WHAT TO WORK ON =>
Should a line in the entries below contain "pages", return that line.

SOURCE MATERIAL START

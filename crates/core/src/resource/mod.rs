//! Resource kinds, partition keys, and record/input shapes.

mod inputs;
mod kind;
mod types;

pub use inputs::{
    ApiTokenInput, AuditInput, RecipeInput, SettingsInput, ShareRequestInput, ShoppingListInput,
    SubscriptionInput, UserInput,
};
pub use kind::{PartitionKey, ResourceKind, GLOBAL_ACCOUNT};
pub use types::{
    ApiTokenRecord, ApprovalStatus, AuditRecord, Ingredient, RecipeRecord, Scope, SettingsRecord,
    ShareRequestRecord, ShoppingListItem, ShoppingListRecord, SubscriptionRecord, UserRecord,
    SETTINGS_ITEM_ID,
};
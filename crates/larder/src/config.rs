use std::env;

/// Pipeline configuration loaded once at startup and passed into component
/// constructors.
#[derive(Debug, Clone)]
pub struct Config {
    /// Shared table name (default: "larder")
    pub table_name: String,
    /// Audit entry retention before store-native TTL prunes it, in years
    /// (default: 5)
    pub audit_retention_years: i64,
    /// Share relationships fetched per page during replication (default: 100)
    pub replication_page_size: i32,
}

impl Config {
    /// Load configuration from environment variables.
    ///
    /// Environment variables:
    /// - `TABLE_NAME` - shared table name (default: "larder")
    /// - `AUDIT_RETENTION_YEARS` - audit TTL horizon (default: 5)
    /// - `REPLICATION_PAGE_SIZE` - relationship scan page size (default: 100)
    pub fn from_env() -> Self {
        Self {
            table_name: env::var("TABLE_NAME").unwrap_or_else(|_| "larder".to_string()),
            audit_retention_years: env::var("AUDIT_RETENTION_YEARS")
                .ok()
                .and_then(|v| v.parse().ok())
                .unwrap_or(5),
            replication_page_size: env::var("REPLICATION_PAGE_SIZE")
                .ok()
                .and_then(|v| v.parse().ok())
                .unwrap_or(100),
        }
    }
}

impl Default for Config {
    fn default() -> Self {
        Self {
            table_name: "larder".to_string(),
            audit_retention_years: 5,
            replication_page_size: 100,
        }
    }
}
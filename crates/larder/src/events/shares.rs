//! Share lifecycle maintenance.
//!
//! Once a request is approved, an identical copy must exist in both parties'
//! partitions so either side can list it from its own partition, and
//! deleting either copy must delete the other.

use std::sync::Arc;

use async_trait::async_trait;

use larder_core::resource::{ApprovalStatus, ResourceKind, ShareRequestInput};
use larder_core::storage::{RepositoryError, Result};

use crate::storage::adapters::shares::{self, ShareRequestAdapter};
use crate::storage::repository::Repository;
use crate::storage::store::StoreClient;

use super::dispatcher::ChangeHandler;
use super::record::{ChangeRecord, EventKind};

const APPROVED: &str = "APPROVED";

fn is_share_request(record: &ChangeRecord) -> bool {
    record
        .partition()
        .map(|partition| partition.kind == ResourceKind::ShareRequest)
        .unwrap_or(false)
}

/// Mirrors an approved request into the approver's partition.
pub struct CopyApprovedShare {
    shares: Repository<ShareRequestAdapter>,
}

impl CopyApprovedShare {
    pub fn new(store: Arc<dyn StoreClient>) -> Self {
        Self {
            shares: shares::repository(store),
        }
    }
}

#[async_trait]
impl ChangeHandler for CopyApprovedShare {
    fn name(&self) -> &'static str {
        "copy-approved-share"
    }

    fn filter(&self, record: &ChangeRecord) -> bool {
        record.event_kind == EventKind::Modify
            && is_share_request(record)
            && record.new_string("approverId").is_some()
            && record.new_string("approvalStatus") == Some(APPROVED)
    }

    async fn apply(&self, record: &ChangeRecord) -> Result<()> {
        let partition = record
            .partition()
            .ok_or_else(|| RepositoryError::invalid_input("change record has no partition key"))?;
        let item_id = record
            .sort_key()
            .ok_or_else(|| RepositoryError::invalid_input("change record has no sort key"))?;
        let approver_id = record
            .new_string("approverId")
            .ok_or_else(|| RepositoryError::invalid_input("approved share has no approver id"))?
            .to_string();
        let requester = record
            .new_string("requester")
            .ok_or_else(|| RepositoryError::invalid_input("approved share has no requester"))?
            .to_string();

        let input = ShareRequestInput {
            requester: Some(requester),
            requester_id: Some(partition.account_id),
            approver: record.new_string("approver").map(str::to_string),
            approver_id: Some(approver_id.clone()),
            approval_status: Some(ApprovalStatus::Approved),
            ..Default::default()
        };
        // Mirror creation is keyed by the original item id, so a redelivered
        // approval collapses into the existing copy.
        match self
            .shares
            .create_with_id(&approver_id, input, item_id)
            .await
        {
            Ok(_) => Ok(()),
            Err(RepositoryError::Conflict { .. }) => Ok(()),
            Err(err) => Err(err),
        }
    }
}

/// Cascades the deletion of either side's copy to the other side.
pub struct DeleteMirroredShare {
    shares: Repository<ShareRequestAdapter>,
}

impl DeleteMirroredShare {
    pub fn new(store: Arc<dyn StoreClient>) -> Self {
        Self {
            shares: shares::repository(store),
        }
    }
}

#[async_trait]
impl ChangeHandler for DeleteMirroredShare {
    fn name(&self) -> &'static str {
        "delete-mirrored-share"
    }

    fn filter(&self, record: &ChangeRecord) -> bool {
        record.event_kind == EventKind::Remove && is_share_request(record)
    }

    async fn apply(&self, record: &ChangeRecord) -> Result<()> {
        let partition = record
            .partition()
            .ok_or_else(|| RepositoryError::invalid_input("change record has no partition key"))?;
        let item_id = record
            .sort_key()
            .ok_or_else(|| RepositoryError::invalid_input("change record has no sort key"))?;
        let Some(requester_id) = record.old_string("requesterId") else {
            // Nothing to cascade without the removed image's ownership.
            return Ok(());
        };

        if requester_id == partition.account_id {
            // The requester's copy went away; drop the approver's mirror if
            // the request ever got one.
            if let Some(approver_id) = record.old_string("approverId") {
                return self.shares.delete(approver_id, item_id).await;
            }
            Ok(())
        } else {
            // The approver's mirror went away; drop the requester's copy.
            self.shares.delete(requester_id, item_id).await
        }
    }
}
use thiserror::Error;

/// Errors that can occur during repository operations.
///
/// `NotFound` and `Conflict` are expected, recoverable outcomes; callers map
/// them to their own signals and nothing in this core retries them.
#[derive(Debug, Error, Clone, PartialEq, Eq)]
pub enum RepositoryError {
    #[error("{resource} not found: {id}")]
    NotFound { resource: &'static str, id: String },
    #[error("{resource} already exists: {id}")]
    Conflict { resource: &'static str, id: String },
    #[error("invalid input: {0}")]
    InvalidInput(String),
    #[error("store operation failed: {0}")]
    Store(String),
    #[error("serialization error: {0}")]
    Serialization(String),
}

impl RepositoryError {
    pub fn not_found(resource: &'static str, id: impl Into<String>) -> Self {
        Self::NotFound {
            resource,
            id: id.into(),
        }
    }

    pub fn conflict(resource: &'static str, id: impl Into<String>) -> Self {
        Self::Conflict {
            resource,
            id: id.into(),
        }
    }

    pub fn invalid_input(message: impl Into<String>) -> Self {
        Self::InvalidInput(message.into())
    }

    /// True for the expected, recoverable outcomes.
    pub fn is_recoverable(&self) -> bool {
        matches!(
            self,
            RepositoryError::NotFound { .. } | RepositoryError::Conflict { .. }
        )
    }
}

/// Result type for repository operations.
pub type Result<T> = std::result::Result<T, RepositoryError>;

#[cfg(test)]
mod tests {
    use super::*;

    #[test]
    fn test_not_found_display() {
        let error = RepositoryError::not_found("Recipe", "abc-123");
        assert_eq!(error.to_string(), "Recipe not found: abc-123");
    }

    #[test]
    fn test_conflict_display() {
        let error = RepositoryError::conflict("ShareRequest", "share-1");
        assert_eq!(error.to_string(), "ShareRequest already exists: share-1");
    }

    #[test]
    fn test_invalid_input_display() {
        let error = RepositoryError::invalid_input("name is required");
        assert_eq!(error.to_string(), "invalid input: name is required");
    }

    #[test]
    fn test_recoverable_classification() {
        assert!(RepositoryError::not_found("Recipe", "x").is_recoverable());
        assert!(RepositoryError::conflict("Recipe", "x").is_recoverable());
        assert!(!RepositoryError::Store("timeout".to_string()).is_recoverable());
    }
}
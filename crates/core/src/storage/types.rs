//! List query parameters and results.

use serde::{Deserialize, Serialize};

/// Maximum (and default) page size for list queries.
pub const MAX_PAGE_SIZE: i32 = 100;

/// Scan direction for a range query.
#[derive(Debug, Clone, Copy, PartialEq, Eq, Default, Serialize, Deserialize)]
#[serde(rename_all = "lowercase")]
pub enum SortOrder {
    #[default]
    Ascending,
    Descending,
}

/// Parameters for a paged list query.
#[derive(Debug, Clone, Default, Serialize, Deserialize)]
#[serde(rename_all = "camelCase")]
pub struct QueryParams {
    #[serde(default, skip_serializing_if = "Option::is_none")]
    pub limit: Option<i32>,
    #[serde(default, skip_serializing_if = "Option::is_none")]
    pub next_token: Option<String>,
    #[serde(default, skip_serializing_if = "Option::is_none")]
    pub sort_order: Option<SortOrder>,
}

impl QueryParams {
    /// Page size clamped to `(0, 100]`, defaulting to 100.
    pub fn effective_limit(&self) -> i32 {
        match self.limit {
            Some(limit) if limit > 0 && limit <= MAX_PAGE_SIZE => limit,
            _ => MAX_PAGE_SIZE,
        }
    }

    /// True unless descending order was explicitly requested.
    pub fn scan_forward(&self) -> bool {
        self.sort_order.unwrap_or_default() == SortOrder::Ascending
    }
}

/// One page of list results, with an opaque continuation token when more
/// pages remain.
#[derive(Debug, Clone, Serialize, Deserialize)]
#[serde(rename_all = "camelCase")]
pub struct QueryResults<T> {
    pub items: Vec<T>,
    #[serde(default, skip_serializing_if = "Option::is_none")]
    pub next_token: Option<String>,
}

#[cfg(test)]
mod tests {
    use super::*;

    #[test]
    fn test_limit_defaults_to_max() {
        assert_eq!(QueryParams::default().effective_limit(), 100);
    }

    #[test]
    fn test_limit_clamps_out_of_range_values() {
        let zero = QueryParams {
            limit: Some(0),
            ..Default::default()
        };
        let negative = QueryParams {
            limit: Some(-5),
            ..Default::default()
        };
        let oversized = QueryParams {
            limit: Some(500),
            ..Default::default()
        };
        assert_eq!(zero.effective_limit(), 100);
        assert_eq!(negative.effective_limit(), 100);
        assert_eq!(oversized.effective_limit(), 100);
    }

    #[test]
    fn test_limit_in_range_passes_through() {
        let params = QueryParams {
            limit: Some(25),
            ..Default::default()
        };
        assert_eq!(params.effective_limit(), 25);
    }

    #[test]
    fn test_scan_forward_default_and_descending() {
        assert!(QueryParams::default().scan_forward());
        let descending = QueryParams {
            sort_order: Some(SortOrder::Descending),
            ..Default::default()
        };
        assert!(!descending.scan_forward());
    }
}
//! Generic repository engine.
//!
//! Maps typed records onto the shared table through a derived composite key,
//! with existence-conditioned create/update semantics and account-bound
//! encrypted pagination. Write-write races resolve entirely through the
//! store's single-item conditional write; no client-side locking exists
//! because each logical record lives behind exactly one key.

use std::sync::Arc;

use aws_sdk_dynamodb::types::AttributeValue;
use chrono::Utc;
use uuid::Uuid;

use larder_core::resource::PartitionKey;
use larder_core::storage::{QueryParams, QueryResults, RepositoryError, Result};

use super::adapter::ResourceAdapter;
use super::attrs::{from_item, to_item};
use super::cursor;
use super::store::{
    item_key, Precondition, QueryRequest, StoreClient, StoreError, UpdatePlan,
};

/// Typed access to one resource kind in the shared table.
pub struct Repository<A: ResourceAdapter> {
    store: Arc<dyn StoreClient>,
    adapter: A,
}

fn store_err(err: StoreError) -> RepositoryError {
    RepositoryError::Store(err.to_string())
}

impl<A: ResourceAdapter> Repository<A> {
    pub fn new(store: Arc<dyn StoreClient>, adapter: A) -> Self {
        Self { store, adapter }
    }

    fn partition(&self, account_id: &str) -> PartitionKey {
        PartitionKey::new(account_id, self.adapter.kind())
    }

    fn resource(&self) -> &'static str {
        self.adapter.kind().as_str()
    }

    /// Point read by derived key.
    pub async fn get(&self, account_id: &str, item_id: &str) -> Result<A::Record> {
        let key = item_key(self.partition(account_id).encode(), item_id);
        let item = self.store.get_item(key).await.map_err(store_err)?;
        match item {
            Some(item) => from_item(&item),
            None => Err(RepositoryError::not_found(self.resource(), item_id)),
        }
    }

    /// Create under a fresh random item id.
    pub async fn create(&self, account_id: &str, input: A::Input) -> Result<A::Record> {
        let item_id = Uuid::new_v4().to_string();
        self.create_with_id(account_id, input, &item_id).await
    }

    /// Create under a caller-chosen item id, conditioned on both key
    /// components being absent.
    pub async fn create_with_id(
        &self,
        account_id: &str,
        input: A::Input,
        item_id: &str,
    ) -> Result<A::Record> {
        let record = self
            .adapter
            .on_create(input, Utc::now(), account_id, item_id)?;
        let item = to_item(&record)?;
        match self.store.put_item(item, Precondition::MustNotExist).await {
            Ok(()) => Ok(record),
            Err(StoreError::ConditionFailed) => {
                Err(RepositoryError::conflict(self.resource(), item_id))
            }
            Err(err) => Err(store_err(err)),
        }
    }

    /// Partial update conditioned on both key components being present.
    ///
    /// The `updateTime` bump is unconditional; everything else comes from
    /// the adapter's merge of the non-absent input fields.
    pub async fn update(
        &self,
        account_id: &str,
        item_id: &str,
        input: A::Input,
    ) -> Result<A::Record> {
        let mut plan = UpdatePlan::default();
        plan.set(
            "updateTime",
            AttributeValue::S(Utc::now().to_rfc3339_opts(chrono::SecondsFormat::AutoSi, true)),
        );
        self.adapter.on_update(&input, &mut plan)?;
        let key = item_key(self.partition(account_id).encode(), item_id);
        match self
            .store
            .update_item(key, plan, Precondition::MustExist)
            .await
        {
            Ok(item) => from_item(&item),
            Err(StoreError::ConditionFailed) => {
                Err(RepositoryError::not_found(self.resource(), item_id))
            }
            Err(err) => Err(store_err(err)),
        }
    }

    /// Unconditional, idempotent delete; absence is not an error.
    pub async fn delete(&self, account_id: &str, item_id: &str) -> Result<()> {
        let key = item_key(self.partition(account_id).encode(), item_id);
        self.store.delete_item(key).await.map_err(store_err)
    }

    /// Page through the account's primary partition.
    pub async fn list(
        &self,
        account_id: &str,
        params: QueryParams,
    ) -> Result<QueryResults<A::Record>> {
        self.query_page(account_id, self.partition(account_id).encode(), None, params)
            .await
    }

    /// Page through a secondary index partition derived for this account.
    pub async fn list_by_index(
        &self,
        account_id: &str,
        index_name: &str,
        params: QueryParams,
    ) -> Result<QueryResults<A::Record>> {
        self.query_page(
            account_id,
            self.partition(account_id).encode(),
            Some(index_name.to_string()),
            params,
        )
        .await
    }

    async fn query_page(
        &self,
        account_id: &str,
        partition: String,
        index_name: Option<String>,
        params: QueryParams,
    ) -> Result<QueryResults<A::Record>> {
        let exclusive_start_key = cursor::unmarshal(account_id, params.next_token.as_deref())?;
        let output = self
            .store
            .query(QueryRequest {
                partition,
                index_name,
                limit: params.effective_limit(),
                scan_forward: params.scan_forward(),
                exclusive_start_key,
            })
            .await
            .map_err(store_err)?;
        let items = output
            .items
            .iter()
            .map(from_item)
            .collect::<Result<Vec<_>>>()?;
        let next_token = cursor::marshal(account_id, output.last_evaluated_key.as_ref())?;
        Ok(QueryResults { items, next_token })
    }
}

#[cfg(test)]
mod tests {
    use super::*;
    use crate::storage::adapters::recipes;
    use crate::storage::memory::MemoryStore;
    use larder_core::resource::{Ingredient, RecipeInput};
    use larder_core::storage::SortOrder;

    fn recipe_input(name: &str) -> RecipeInput {
        RecipeInput {
            name: Some(name.to_string()),
            instructions: Some("Combine and simmer.".to_string()),
            ingredients: Some(vec![Ingredient {
                name: "Potato".to_string(),
                measurement: "lb".to_string(),
                amount: Some(2.0),
            }]),
            ..Default::default()
        }
    }

    fn repository() -> Repository<recipes::RecipeAdapter> {
        recipes::repository(Arc::new(MemoryStore::new()))
    }

    #[tokio::test]
    async fn test_get_missing_is_not_found() {
        let repo = repository();
        let err = repo.get("acct", "nope").await.unwrap_err();
        assert_eq!(err, RepositoryError::not_found("Recipe", "nope"));
    }

    #[tokio::test]
    async fn test_create_then_get_round_trips() {
        let repo = repository();
        let created = repo.create("acct", recipe_input("Stew")).await.unwrap();
        let fetched = repo.get("acct", &created.sk).await.unwrap();
        assert_eq!(fetched, created);
        assert_eq!(fetched.pk, "acct:Recipe");
        assert!(!fetched.shared);
    }

    #[tokio::test]
    async fn test_create_with_id_conflicts_on_second_call() {
        let repo = repository();
        let first = repo
            .create_with_id("acct", recipe_input("Stew"), "fixed-id")
            .await
            .unwrap();
        let err = repo
            .create_with_id("acct", recipe_input("Replacement"), "fixed-id")
            .await
            .unwrap_err();
        assert_eq!(err, RepositoryError::conflict("Recipe", "fixed-id"));
        // First write is untouched by the losing create.
        let fetched = repo.get("acct", "fixed-id").await.unwrap();
        assert_eq!(fetched.name, first.name);
    }

    #[tokio::test]
    async fn test_update_missing_is_not_found_and_writes_nothing() {
        let repo = repository();
        let err = repo
            .update("acct", "ghost", recipe_input("Phantom"))
            .await
            .unwrap_err();
        assert_eq!(err, RepositoryError::not_found("Recipe", "ghost"));
        assert!(repo.get("acct", "ghost").await.is_err());
    }

    #[tokio::test]
    async fn test_update_merges_only_present_fields() {
        let repo = repository();
        let created = repo.create("acct", recipe_input("Stew")).await.unwrap();
        let updated = repo
            .update(
                "acct",
                &created.sk,
                RecipeInput {
                    name: Some("Hearty Stew".to_string()),
                    ..Default::default()
                },
            )
            .await
            .unwrap();
        assert_eq!(updated.name, "Hearty Stew");
        assert_eq!(updated.instructions, created.instructions);
        assert!(updated.update_time >= created.update_time);
    }

    #[tokio::test]
    async fn test_delete_is_idempotent() {
        let repo = repository();
        let created = repo.create("acct", recipe_input("Stew")).await.unwrap();
        repo.delete("acct", &created.sk).await.unwrap();
        // Absence is not an error.
        repo.delete("acct", &created.sk).await.unwrap();
        assert!(repo.get("acct", &created.sk).await.is_err());
    }

    #[tokio::test]
    async fn test_list_paginates_with_opaque_tokens() {
        let repo = repository();
        for i in 0..5 {
            repo.create("acct", recipe_input(&format!("Recipe {i}")))
                .await
                .unwrap();
        }
        let first = repo
            .list(
                "acct",
                QueryParams {
                    limit: Some(2),
                    ..Default::default()
                },
            )
            .await
            .unwrap();
        assert_eq!(first.items.len(), 2);
        let token = first.next_token.expect("more pages remain");

        let second = repo
            .list(
                "acct",
                QueryParams {
                    limit: Some(100),
                    next_token: Some(token),
                    ..Default::default()
                },
            )
            .await
            .unwrap();
        assert_eq!(second.items.len(), 3);
        assert!(second.next_token.is_none());

        // No overlap across the page boundary.
        let first_ids: Vec<_> = first.items.iter().map(|r| r.sk.clone()).collect();
        assert!(second.items.iter().all(|r| !first_ids.contains(&r.sk)));
    }

    #[tokio::test]
    async fn test_list_rejects_foreign_token() {
        let repo = repository();
        for i in 0..3 {
            repo.create("acct-a", recipe_input(&format!("Recipe {i}")))
                .await
                .unwrap();
        }
        let page = repo
            .list(
                "acct-a",
                QueryParams {
                    limit: Some(1),
                    ..Default::default()
                },
            )
            .await
            .unwrap();
        let token = page.next_token.unwrap();
        let err = repo
            .list(
                "acct-b",
                QueryParams {
                    next_token: Some(token),
                    ..Default::default()
                },
            )
            .await
            .unwrap_err();
        assert!(matches!(err, RepositoryError::InvalidInput(_)));
    }

    #[tokio::test]
    async fn test_list_descending_reverses_order() {
        let repo = repository();
        for id in ["a-first", "b-middle", "c-last"] {
            repo.create_with_id("acct", recipe_input(id), id)
                .await
                .unwrap();
        }
        let descending = repo
            .list(
                "acct",
                QueryParams {
                    sort_order: Some(SortOrder::Descending),
                    ..Default::default()
                },
            )
            .await
            .unwrap();
        let ids: Vec<_> = descending.items.iter().map(|r| r.sk.as_str()).collect();
        assert_eq!(ids, ["c-last", "b-middle", "a-first"]);
    }

    #[tokio::test]
    async fn test_list_by_index_scopes_to_owning_account() {
        use crate::storage::adapters::tokens;
        use larder_core::resource::{ApiTokenInput, Scope, GLOBAL_ACCOUNT};

        let store = Arc::new(MemoryStore::new());
        let repo = tokens::repository(store);
        for (owner, name) in [("acct-a", "ci"), ("acct-a", "backup"), ("acct-b", "other")] {
            repo.create(
                GLOBAL_ACCOUNT,
                ApiTokenInput {
                    name: Some(name.to_string()),
                    account_id: Some(owner.to_string()),
                    scopes: Some(vec![Scope::RecipeRead]),
                    ..Default::default()
                },
            )
            .await
            .unwrap();
        }
        // Tokens all live in the global partition; the index partitions them
        // by owning account.
        let global = repo
            .list(GLOBAL_ACCOUNT, QueryParams::default())
            .await
            .unwrap();
        assert_eq!(global.items.len(), 3);
        let owned = repo
            .list_by_index("acct-a", "GS1", QueryParams::default())
            .await
            .unwrap();
        assert_eq!(owned.items.len(), 2);
        assert!(owned.items.iter().all(|token| token.account_id == "acct-a"));
    }

    #[tokio::test]
    async fn test_accounts_do_not_see_each_other() {
        let repo = repository();
        repo.create("acct-a", recipe_input("Mine")).await.unwrap();
        let listed = repo.list("acct-b", QueryParams::default()).await.unwrap();
        assert!(listed.items.is_empty());
    }
}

SOURCE MATERIAL END

RESPONSE TO THE TASK =>
/// pages remain.
        let token = first.next_token.expect("more pages remain");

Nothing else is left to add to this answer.